====== RECORDS FOR THIS TASK
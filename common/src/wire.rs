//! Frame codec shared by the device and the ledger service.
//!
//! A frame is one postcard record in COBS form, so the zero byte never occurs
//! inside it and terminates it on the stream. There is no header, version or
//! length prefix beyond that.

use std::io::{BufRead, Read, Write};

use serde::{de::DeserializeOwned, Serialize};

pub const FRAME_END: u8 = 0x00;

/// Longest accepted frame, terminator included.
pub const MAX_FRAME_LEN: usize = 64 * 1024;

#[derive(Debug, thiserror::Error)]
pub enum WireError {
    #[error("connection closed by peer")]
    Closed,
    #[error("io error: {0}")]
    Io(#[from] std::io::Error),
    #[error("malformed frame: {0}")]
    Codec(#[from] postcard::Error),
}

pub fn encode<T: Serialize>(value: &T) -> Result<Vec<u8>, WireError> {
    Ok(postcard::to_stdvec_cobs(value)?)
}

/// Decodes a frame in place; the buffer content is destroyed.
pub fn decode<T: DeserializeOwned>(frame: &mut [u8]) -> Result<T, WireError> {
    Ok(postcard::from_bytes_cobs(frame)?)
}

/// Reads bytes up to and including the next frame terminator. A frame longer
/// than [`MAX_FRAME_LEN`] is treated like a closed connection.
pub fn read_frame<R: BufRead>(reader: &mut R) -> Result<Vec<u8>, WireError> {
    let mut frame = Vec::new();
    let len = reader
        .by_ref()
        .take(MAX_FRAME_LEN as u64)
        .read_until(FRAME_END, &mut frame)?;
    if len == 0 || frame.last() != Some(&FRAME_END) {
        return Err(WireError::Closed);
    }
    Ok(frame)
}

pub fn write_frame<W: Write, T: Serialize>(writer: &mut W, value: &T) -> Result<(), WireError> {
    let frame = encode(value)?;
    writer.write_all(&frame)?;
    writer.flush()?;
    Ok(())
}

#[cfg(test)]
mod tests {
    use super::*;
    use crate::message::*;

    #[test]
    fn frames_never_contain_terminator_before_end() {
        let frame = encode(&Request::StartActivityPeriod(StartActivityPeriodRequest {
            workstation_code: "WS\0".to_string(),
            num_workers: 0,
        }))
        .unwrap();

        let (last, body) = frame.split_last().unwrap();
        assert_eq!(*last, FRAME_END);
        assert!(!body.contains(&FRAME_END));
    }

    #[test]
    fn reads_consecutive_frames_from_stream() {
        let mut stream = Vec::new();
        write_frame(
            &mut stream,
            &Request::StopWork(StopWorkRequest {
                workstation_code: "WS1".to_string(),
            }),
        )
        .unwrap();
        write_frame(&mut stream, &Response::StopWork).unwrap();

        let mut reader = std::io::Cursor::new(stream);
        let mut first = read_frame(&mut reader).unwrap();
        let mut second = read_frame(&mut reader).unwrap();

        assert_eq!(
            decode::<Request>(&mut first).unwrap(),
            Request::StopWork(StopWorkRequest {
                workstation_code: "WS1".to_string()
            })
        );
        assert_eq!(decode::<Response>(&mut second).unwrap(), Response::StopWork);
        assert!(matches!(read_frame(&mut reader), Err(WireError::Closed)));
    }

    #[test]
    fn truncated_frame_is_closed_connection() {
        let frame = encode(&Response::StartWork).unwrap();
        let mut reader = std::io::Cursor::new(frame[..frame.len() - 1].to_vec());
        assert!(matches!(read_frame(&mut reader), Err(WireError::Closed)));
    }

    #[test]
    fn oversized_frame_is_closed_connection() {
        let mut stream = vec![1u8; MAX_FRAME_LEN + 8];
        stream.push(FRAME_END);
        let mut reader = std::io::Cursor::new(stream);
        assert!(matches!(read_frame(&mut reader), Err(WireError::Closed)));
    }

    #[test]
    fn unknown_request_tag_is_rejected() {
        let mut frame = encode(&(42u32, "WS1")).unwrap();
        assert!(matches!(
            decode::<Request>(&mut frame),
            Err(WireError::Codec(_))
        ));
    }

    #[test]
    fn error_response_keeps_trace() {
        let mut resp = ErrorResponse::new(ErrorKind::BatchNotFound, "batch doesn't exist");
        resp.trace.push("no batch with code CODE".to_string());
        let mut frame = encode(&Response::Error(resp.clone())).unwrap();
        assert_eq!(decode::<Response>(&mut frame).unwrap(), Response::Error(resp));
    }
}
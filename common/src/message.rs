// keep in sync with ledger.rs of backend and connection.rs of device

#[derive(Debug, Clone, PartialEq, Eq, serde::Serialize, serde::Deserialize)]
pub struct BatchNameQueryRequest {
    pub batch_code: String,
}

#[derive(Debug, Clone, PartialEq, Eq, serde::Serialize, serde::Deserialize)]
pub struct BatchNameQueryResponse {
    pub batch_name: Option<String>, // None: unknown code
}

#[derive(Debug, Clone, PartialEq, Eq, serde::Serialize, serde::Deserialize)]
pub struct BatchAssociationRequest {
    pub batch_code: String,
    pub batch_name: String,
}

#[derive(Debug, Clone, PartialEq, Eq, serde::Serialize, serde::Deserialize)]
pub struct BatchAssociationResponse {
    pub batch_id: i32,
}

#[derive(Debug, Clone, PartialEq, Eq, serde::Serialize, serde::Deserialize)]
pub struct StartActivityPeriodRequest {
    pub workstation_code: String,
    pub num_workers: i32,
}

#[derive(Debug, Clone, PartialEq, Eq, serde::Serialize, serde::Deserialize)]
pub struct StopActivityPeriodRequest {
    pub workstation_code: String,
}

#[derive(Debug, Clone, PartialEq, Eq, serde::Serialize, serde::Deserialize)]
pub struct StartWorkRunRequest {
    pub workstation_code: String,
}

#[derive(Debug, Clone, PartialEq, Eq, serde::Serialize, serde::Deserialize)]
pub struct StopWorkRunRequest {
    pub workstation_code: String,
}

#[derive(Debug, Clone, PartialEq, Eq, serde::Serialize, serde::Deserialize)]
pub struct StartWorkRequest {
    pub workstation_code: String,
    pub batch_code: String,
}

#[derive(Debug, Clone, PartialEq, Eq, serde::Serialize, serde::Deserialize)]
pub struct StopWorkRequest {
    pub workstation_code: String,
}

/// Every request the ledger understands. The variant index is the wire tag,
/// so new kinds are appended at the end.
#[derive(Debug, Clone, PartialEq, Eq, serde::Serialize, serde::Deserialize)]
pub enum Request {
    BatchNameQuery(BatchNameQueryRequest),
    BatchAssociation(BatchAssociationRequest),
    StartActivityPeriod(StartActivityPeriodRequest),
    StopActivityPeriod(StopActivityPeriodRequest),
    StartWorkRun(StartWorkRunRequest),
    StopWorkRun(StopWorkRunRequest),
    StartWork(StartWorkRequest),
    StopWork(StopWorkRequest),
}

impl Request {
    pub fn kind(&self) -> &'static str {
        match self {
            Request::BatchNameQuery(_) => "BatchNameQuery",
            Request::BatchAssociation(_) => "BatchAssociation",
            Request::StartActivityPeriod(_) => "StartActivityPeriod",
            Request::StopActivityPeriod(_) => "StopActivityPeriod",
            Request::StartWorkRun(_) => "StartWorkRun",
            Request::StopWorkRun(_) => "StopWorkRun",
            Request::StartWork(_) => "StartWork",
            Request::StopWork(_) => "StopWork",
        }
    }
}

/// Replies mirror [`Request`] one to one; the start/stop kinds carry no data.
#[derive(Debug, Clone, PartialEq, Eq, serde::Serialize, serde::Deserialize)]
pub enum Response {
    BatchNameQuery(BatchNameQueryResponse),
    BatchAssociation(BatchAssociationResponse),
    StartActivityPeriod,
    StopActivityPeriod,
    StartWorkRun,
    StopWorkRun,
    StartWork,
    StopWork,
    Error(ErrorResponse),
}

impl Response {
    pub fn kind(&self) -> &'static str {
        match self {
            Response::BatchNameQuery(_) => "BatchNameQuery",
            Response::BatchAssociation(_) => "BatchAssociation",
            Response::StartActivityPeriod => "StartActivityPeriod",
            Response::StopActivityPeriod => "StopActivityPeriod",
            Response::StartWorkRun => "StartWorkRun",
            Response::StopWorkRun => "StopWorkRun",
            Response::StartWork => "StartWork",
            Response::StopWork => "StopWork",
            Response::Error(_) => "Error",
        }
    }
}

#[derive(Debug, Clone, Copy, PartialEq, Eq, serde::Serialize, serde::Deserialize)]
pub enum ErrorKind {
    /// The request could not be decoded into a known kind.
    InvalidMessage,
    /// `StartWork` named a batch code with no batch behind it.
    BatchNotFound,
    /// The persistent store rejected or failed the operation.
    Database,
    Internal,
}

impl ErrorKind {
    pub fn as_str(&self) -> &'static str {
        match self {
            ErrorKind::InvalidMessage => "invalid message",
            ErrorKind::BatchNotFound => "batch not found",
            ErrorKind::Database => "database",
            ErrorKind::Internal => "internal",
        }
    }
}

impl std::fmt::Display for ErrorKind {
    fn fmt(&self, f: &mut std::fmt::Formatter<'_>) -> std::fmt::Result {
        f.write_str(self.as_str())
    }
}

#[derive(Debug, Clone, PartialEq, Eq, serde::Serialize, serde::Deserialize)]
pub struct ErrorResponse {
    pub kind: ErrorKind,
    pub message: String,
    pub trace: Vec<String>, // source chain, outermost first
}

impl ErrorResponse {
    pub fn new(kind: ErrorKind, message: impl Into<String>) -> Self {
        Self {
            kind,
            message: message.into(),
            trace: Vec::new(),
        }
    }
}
============
YOUR INSTRUCTIONS =>
Your answer should be one number: how many lines of the material include the word "enum".

RESULT OF THE EXERCISE =>
4